Saved entries:
···
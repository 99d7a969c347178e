//! API types for the laundry HTTP API.
//!
//! Request/response payloads of the `/api` endpoints and the structured error
//! type mapped to HTTP status codes.

use crate::{
	Branch, Order, OrderStatus, StepProgress, SubscriptionCheckResult, SubscriptionReminder,
};
use serde::{Deserialize, Serialize};
use std::fmt;

/// Display data for one configured step.
#[derive(Debug, Clone, Serialize, Deserialize, PartialEq, Eq)]
#[serde(rename_all = "camelCase")]
pub struct FlowStepView {
	pub key: OrderStatus,
	pub name: String,
	pub icon: Option<String>,
	pub background_class: String,
	pub text_class: String,
	pub is_active: bool,
	/// Position in the active flow, `None` for inactive steps.
	pub position: Option<usize>,
}

/// Response for `GET /api/flow`.
#[derive(Debug, Clone, Serialize, Deserialize)]
pub struct FlowResponse {
	/// Ordered keys of the active flow.
	pub flow: Vec<OrderStatus>,
	/// Every configured step, active or not.
	pub steps: Vec<FlowStepView>,
}

/// Response for the `/api/scope` endpoints.
#[derive(Debug, Clone, Serialize, Deserialize)]
#[serde(rename_all = "camelCase")]
pub struct ScopeResponse {
	pub laundry_id: Option<String>,
	pub selected_branch_id: Option<String>,
	pub branches: Vec<Branch>,
	pub can_switch: bool,
}

/// Body of `PUT /api/scope/branch`. A null branch selects all branches.
#[derive(Debug, Clone, Serialize, Deserialize)]
#[serde(rename_all = "camelCase")]
pub struct SetBranchRequest {
	pub branch_id: Option<String>,
}

/// Body of `PUT /api/scope/laundry`.
#[derive(Debug, Clone, Serialize, Deserialize)]
#[serde(rename_all = "camelCase")]
pub struct SetLaundryRequest {
	pub laundry_id: String,
}

/// An order together with its position in the flow.
#[derive(Debug, Clone, Serialize, Deserialize)]
#[serde(rename_all = "camelCase")]
pub struct OrderView {
	pub order: Order,
	pub status_label: String,
	pub is_paid: bool,
	pub progress: Vec<StepProgress>,
	pub can_advance: bool,
	pub can_regress: bool,
	pub next_status: Option<OrderStatus>,
	pub previous_status: Option<OrderStatus>,
}

/// Response for `GET /api/orders`.
#[derive(Debug, Clone, Serialize, Deserialize)]
pub struct ListOrdersResponse {
	pub orders: Vec<OrderView>,
}

/// Response for `POST /api/orders`.
#[derive(Debug, Clone, Serialize, Deserialize)]
#[serde(tag = "outcome", rename_all = "snake_case")]
pub enum CreateOrderResponse {
	Created { order: Order },
	AwaitingAcknowledgement { reminder: SubscriptionReminder },
}

/// Response for `GET /api/subscription`.
#[derive(Debug, Clone, Serialize, Deserialize)]
#[serde(rename_all = "camelCase")]
pub struct SubscriptionResponse {
	/// Latest snapshot, `None` when no check succeeded yet.
	pub result: Option<SubscriptionCheckResult>,
	pub blocked: bool,
	pub should_remind: bool,
	pub pending_operation: bool,
}

/// Response for `POST /api/subscription/acknowledge` and `/dismiss`.
#[derive(Debug, Clone, Serialize, Deserialize)]
pub struct PendingOperationResponse {
	/// True if a parked operation was run (acknowledge) or dropped (dismiss).
	pub handled: bool,
}

/// API error response body.
#[derive(Debug, Clone, Serialize, Deserialize)]
pub struct ErrorResponse {
	/// Error type/code
	pub error: String,
	/// Human-readable description
	pub message: String,
}

/// Structured API error type with appropriate HTTP status mapping.
#[derive(Debug)]
pub enum APIError {
	/// Malformed request (400)
	BadRequest { error_type: String, message: String },
	/// Role or subscription does not allow the operation (403)
	Forbidden { error_type: String, message: String },
	/// Unknown order, laundry or branch (404)
	NotFound { error_type: String, message: String },
	/// Illegal status transition (409)
	Conflict { error_type: String, message: String },
	/// Scope not resolved or flow unavailable (422)
	UnprocessableEntity { error_type: String, message: String },
	/// Remote platform unavailable (503)
	ServiceUnavailable { error_type: String, message: String },
	/// Internal server error (500)
	InternalServerError { error_type: String, message: String },
}

impl APIError {
	/// Get the HTTP status code for this error.
	pub fn status_code(&self) -> u16 {
		match self {
			APIError::BadRequest { .. } => 400,
			APIError::Forbidden { .. } => 403,
			APIError::NotFound { .. } => 404,
			APIError::Conflict { .. } => 409,
			APIError::UnprocessableEntity { .. } => 422,
			APIError::ServiceUnavailable { .. } => 503,
			APIError::InternalServerError { .. } => 500,
		}
	}

	fn parts(&self) -> (&str, &str) {
		match self {
			APIError::BadRequest { error_type, message }
			| APIError::Forbidden { error_type, message }
			| APIError::NotFound { error_type, message }
			| APIError::Conflict { error_type, message }
			| APIError::UnprocessableEntity { error_type, message }
			| APIError::ServiceUnavailable { error_type, message }
			| APIError::InternalServerError { error_type, message } => (error_type, message),
		}
	}

	/// Convert to ErrorResponse for JSON serialization.
	pub fn to_error_response(&self) -> ErrorResponse {
		let (error, message) = self.parts();
		ErrorResponse {
			error: error.to_string(),
			message: message.to_string(),
		}
	}
}

impl fmt::Display for APIError {
	fn fmt(&self, f: &mut fmt::Formatter<'_>) -> fmt::Result {
		let (error_type, message) = self.parts();
		write!(f, "{} ({}): {}", error_type, self.status_code(), message)
	}
}

impl std::error::Error for APIError {}

#[cfg(feature = "axum")]
impl axum::response::IntoResponse for APIError {
	fn into_response(self) -> axum::response::Response {
		use axum::{http::StatusCode, response::Json};

		let status = StatusCode::from_u16(self.status_code())
			.unwrap_or(StatusCode::INTERNAL_SERVER_ERROR);
		(status, Json(self.to_error_response())).into_response()
	}
}
//! Order endpoints: scoped listing, gated creation and status moves.

use super::engine_error;
use laundry_core::{SessionHandle, SubmitOutcome};
use laundry_types::{
	APIError, CreateOrderResponse, ListOrdersResponse, NewOrder, OrderStatus, OrderView,
};
use tracing::{info, warn};

/// Handles GET /api/orders.
pub async fn list_orders(
	session: &SessionHandle,
	status: Option<String>,
) -> Result<ListOrdersResponse, APIError> {
	let status = status.filter(|s| !s.is_empty()).map(OrderStatus::new);
	let orders = session.list_orders(status).await.map_err(engine_error)?;
	Ok(ListOrdersResponse { orders })
}

/// Handles POST /api/orders. Returns the response body and whether the order
/// was created right away.
pub async fn create_order(
	session: &SessionHandle,
	order: NewOrder,
) -> Result<(bool, CreateOrderResponse), APIError> {
	validate_new_order(&order)?;

	match session.submit_order(order).await {
		Ok(SubmitOutcome::Created(order)) => {
			info!(ticket = %order.ticket_code, "Order created");
			Ok((true, CreateOrderResponse::Created { order }))
		}
		Ok(SubmitOutcome::AwaitingAcknowledgement(reminder)) => {
			Ok((false, CreateOrderResponse::AwaitingAcknowledgement { reminder }))
		}
		Err(e) => {
			warn!("Order creation failed: {}", e);
			Err(engine_error(e))
		}
	}
}

/// Handles POST /api/orders/{id}/advance.
pub async fn advance_order(session: &SessionHandle, id: &str) -> Result<OrderView, APIError> {
	let order = session.advance_order(id).await.map_err(engine_error)?;
	Ok(view(session, order))
}

/// Handles POST /api/orders/{id}/regress.
pub async fn regress_order(session: &SessionHandle, id: &str) -> Result<OrderView, APIError> {
	let order = session.regress_order(id).await.map_err(engine_error)?;
	Ok(view(session, order))
}

fn view(session: &SessionHandle, order: laundry_types::Order) -> OrderView {
	laundry_core::handlers::order_view(&session.flow(), order)
}

fn validate_new_order(order: &NewOrder) -> Result<(), APIError> {
	let invalid = |message: &str| APIError::BadRequest {
		error_type: "INVALID_ORDER".to_string(),
		message: message.to_string(),
	};

	if order.customer.name.trim().is_empty() {
		return Err(invalid("Customer name is required"));
	}
	if order.items.is_empty() {
		return Err(invalid("An order needs at least one item"));
	}
	if order
		.items
		.iter()
		.any(|item| item.quantity.is_sign_negative() || item.unit_price.is_sign_negative())
	{
		return Err(invalid("Item quantities and prices must not be negative"));
	}
	if order.paid_amount.is_sign_negative() {
		return Err(invalid("Paid amount must not be negative"));
	}
	if order.total().is_none() {
		return Err(invalid("Order total is out of range"));
	}
	Ok(())
}
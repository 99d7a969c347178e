//! Utility functions shared across crates.

pub mod formatting;

pub use formatting::truncate_id;
//! Keys for locally persisted preferences.

use std::str::FromStr;

/// Namespaces used in the local preference store.
///
/// A stored entry is addressed by a namespace and an id; for per-laundry
/// preferences the id is the laundry id.
#[derive(Debug, Clone, Copy, PartialEq, Eq, Hash)]
pub enum PreferenceKey {
	/// Last branch selected by an owner/admin, one entry per laundry.
	BranchSelection,
	/// Last laundry an owner switched to, one entry per user.
	LaundrySelection,
}

impl PreferenceKey {
	pub fn as_str(&self) -> &'static str {
		match self {
			PreferenceKey::BranchSelection => "branch_selection",
			PreferenceKey::LaundrySelection => "laundry_selection",
		}
	}

	pub fn all() -> impl Iterator<Item = Self> {
		[Self::BranchSelection, Self::LaundrySelection].into_iter()
	}
}

impl FromStr for PreferenceKey {
	type Err = ();

	fn from_str(s: &str) -> Result<Self, Self::Err> {
		match s {
			"branch_selection" => Ok(Self::BranchSelection),
			"laundry_selection" => Ok(Self::LaundrySelection),
			_ => Err(()),
		}
	}
}

impl From<PreferenceKey> for &'static str {
	fn from(key: PreferenceKey) -> Self {
		key.as_str()
	}
}
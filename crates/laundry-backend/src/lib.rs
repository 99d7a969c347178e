//! Contracts for the hosted laundry platform.
//!
//! Everything the core needs from the outside world but does not own lives
//! behind the traits in this crate: the configured operation steps, the
//! laundry/branch directory, the order table and the subscription check.
//! A backend implementation provides all four and is bundled into a
//! [`BackendService`].

use async_trait::async_trait;
use laundry_types::{
	Branch, ImplementationRegistry, Laundry, NewOrder, OperationStep, Order, OrderQuery,
	OrderStatus, StatusUpdate, SubscriptionCheckResult,
};
use std::sync::Arc;
use thiserror::Error;

pub mod implementations {
	pub mod memory;
	pub mod rest;
}

/// Errors that can occur while talking to the platform.
#[derive(Debug, Error)]
pub enum BackendError {
	/// The requested record does not exist.
	#[error("Not found: {0}")]
	NotFound(String),
	/// The platform could not be reached.
	#[error("Connection error: {0}")]
	Connection(String),
	/// The platform answered with a non-success status.
	#[error("Request failed with status {status}: {message}")]
	Http { status: u16, message: String },
	/// The response body could not be decoded.
	#[error("Parse error: {0}")]
	Parse(String),
	/// The request was understood but refused.
	#[error("Rejected: {0}")]
	Rejected(String),
	/// The implementation configuration is invalid.
	#[error("Configuration error: {0}")]
	Configuration(String),
}

/// Source of the configured operation steps.
#[cfg_attr(any(test, feature = "testing"), mockall::automock)]
#[async_trait]
pub trait StepSource: Send + Sync {
	/// Returns every configured step, active or not, in source order.
	async fn operation_steps(&self) -> Result<Vec<OperationStep>, BackendError>;
}

/// Directory of laundries and their branches.
#[cfg_attr(any(test, feature = "testing"), mockall::automock)]
#[async_trait]
pub trait BranchDirectory: Send + Sync {
	/// Laundry the user belongs to, if any.
	async fn laundry_for_user(&self, user_id: &str) -> Result<Option<String>, BackendError>;

	/// All laundries visible to the caller.
	async fn laundries(&self) -> Result<Vec<Laundry>, BackendError>;

	/// Active branches of a laundry, main branch first, then by name.
	async fn active_branches(&self, laundry_id: &str) -> Result<Vec<Branch>, BackendError>;

	/// Looks up a single branch regardless of its active flag.
	async fn branch(&self, branch_id: &str) -> Result<Option<Branch>, BackendError>;
}

/// Persistent order table.
#[cfg_attr(any(test, feature = "testing"), mockall::automock)]
#[async_trait]
pub trait OrderStore: Send + Sync {
	/// Orders inside the query scope, newest first.
	async fn list_orders(&self, query: &OrderQuery) -> Result<Vec<Order>, BackendError>;

	async fn get_order(&self, order_id: &str) -> Result<Option<Order>, BackendError>;

	/// Inserts a new order in the given initial status.
	async fn create_order(
		&self,
		order: NewOrder,
		status: OrderStatus,
	) -> Result<Order, BackendError>;

	/// Overwrites the status and delivery time of an order and returns the
	/// updated record.
	async fn update_status(
		&self,
		order_id: &str,
		update: StatusUpdate,
	) -> Result<Order, BackendError>;
}

/// Remote subscription status check.
#[cfg_attr(any(test, feature = "testing"), mockall::automock)]
#[async_trait]
pub trait SubscriptionService: Send + Sync {
	async fn check(&self, branch_id: &str) -> Result<SubscriptionCheckResult, BackendError>;
}

/// The four platform contracts, usually served by one implementation.
#[derive(Clone)]
pub struct BackendService {
	pub steps: Arc<dyn StepSource>,
	pub branches: Arc<dyn BranchDirectory>,
	pub orders: Arc<dyn OrderStore>,
	pub subscriptions: Arc<dyn SubscriptionService>,
}

impl BackendService {
	pub fn new(
		steps: Arc<dyn StepSource>,
		branches: Arc<dyn BranchDirectory>,
		orders: Arc<dyn OrderStore>,
		subscriptions: Arc<dyn SubscriptionService>,
	) -> Self {
		Self {
			steps,
			branches,
			orders,
			subscriptions,
		}
	}

	/// Bundles a single value implementing every contract.
	pub fn from_shared<T>(backend: Arc<T>) -> Self
	where
		T: StepSource + BranchDirectory + OrderStore + SubscriptionService + 'static,
	{
		Self {
			steps: backend.clone(),
			branches: backend.clone(),
			orders: backend.clone(),
			subscriptions: backend,
		}
	}
}

/// Type alias for backend factory functions.
pub type BackendFactory = fn(&toml::Value) -> Result<BackendService, BackendError>;

/// Registry trait for backend implementations.
pub trait BackendRegistry: ImplementationRegistry<Factory = BackendFactory> {}

/// Get all registered backend implementations.
pub fn get_all_implementations() -> Vec<(&'static str, BackendFactory)> {
	use implementations::{memory, rest};

	vec![
		(memory::Registry::NAME, memory::Registry::factory()),
		(rest::Registry::NAME, rest::Registry::factory()),
	]
}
···
WHAT TO PRODUCE:
Could you copy exactly the lines from the first line of the records above through the line containing "pub struct OrderView", both included, and nothing else?

RESPONSE TO THE EXERCISE:
repository 99d7a969c347178e
//! API types for the laundry HTTP API.
//!
//! Request/response payloads of the `/api` endpoints and the structured error
//! type mapped to HTTP status codes.

use crate::{
	Branch, Order, OrderStatus, StepProgress, SubscriptionCheckResult, SubscriptionReminder,
};
use serde::{Deserialize, Serialize};
use std::fmt;

/// Display data for one configured step.
#[derive(Debug, Clone, Serialize, Deserialize, PartialEq, Eq)]
#[serde(rename_all = "camelCase")]
pub struct FlowStepView {
	pub key: OrderStatus,
	pub name: String,
	pub icon: Option<String>,
	pub background_class: String,
	pub text_class: String,
	pub is_active: bool,
	/// Position in the active flow, `None` for inactive steps.
	pub position: Option<usize>,
}

/// Response for `GET /api/flow`.
#[derive(Debug, Clone, Serialize, Deserialize)]
pub struct FlowResponse {
	/// Ordered keys of the active flow.
	pub flow: Vec<OrderStatus>,
	/// Every configured step, active or not.
	pub steps: Vec<FlowStepView>,
}

/// Response for the `/api/scope` endpoints.
#[derive(Debug, Clone, Serialize, Deserialize)]
#[serde(rename_all = "camelCase")]
pub struct ScopeResponse {
	pub laundry_id: Option<String>,
	pub selected_branch_id: Option<String>,
	pub branches: Vec<Branch>,
	pub can_switch: bool,
}

/// Body of `PUT /api/scope/branch`. A null branch selects all branches.
#[derive(Debug, Clone, Serialize, Deserialize)]
#[serde(rename_all = "camelCase")]
pub struct SetBranchRequest {
	pub branch_id: Option<String>,
}

/// Body of `PUT /api/scope/laundry`.
#[derive(Debug, Clone, Serialize, Deserialize)]
#[serde(rename_all = "camelCase")]
pub struct SetLaundryRequest {
	pub laundry_id: String,
}

/// An order together with its position in the flow.
#[derive(Debug, Clone, Serialize, Deserialize)]
#[serde(rename_all = "camelCase")]
pub struct OrderView {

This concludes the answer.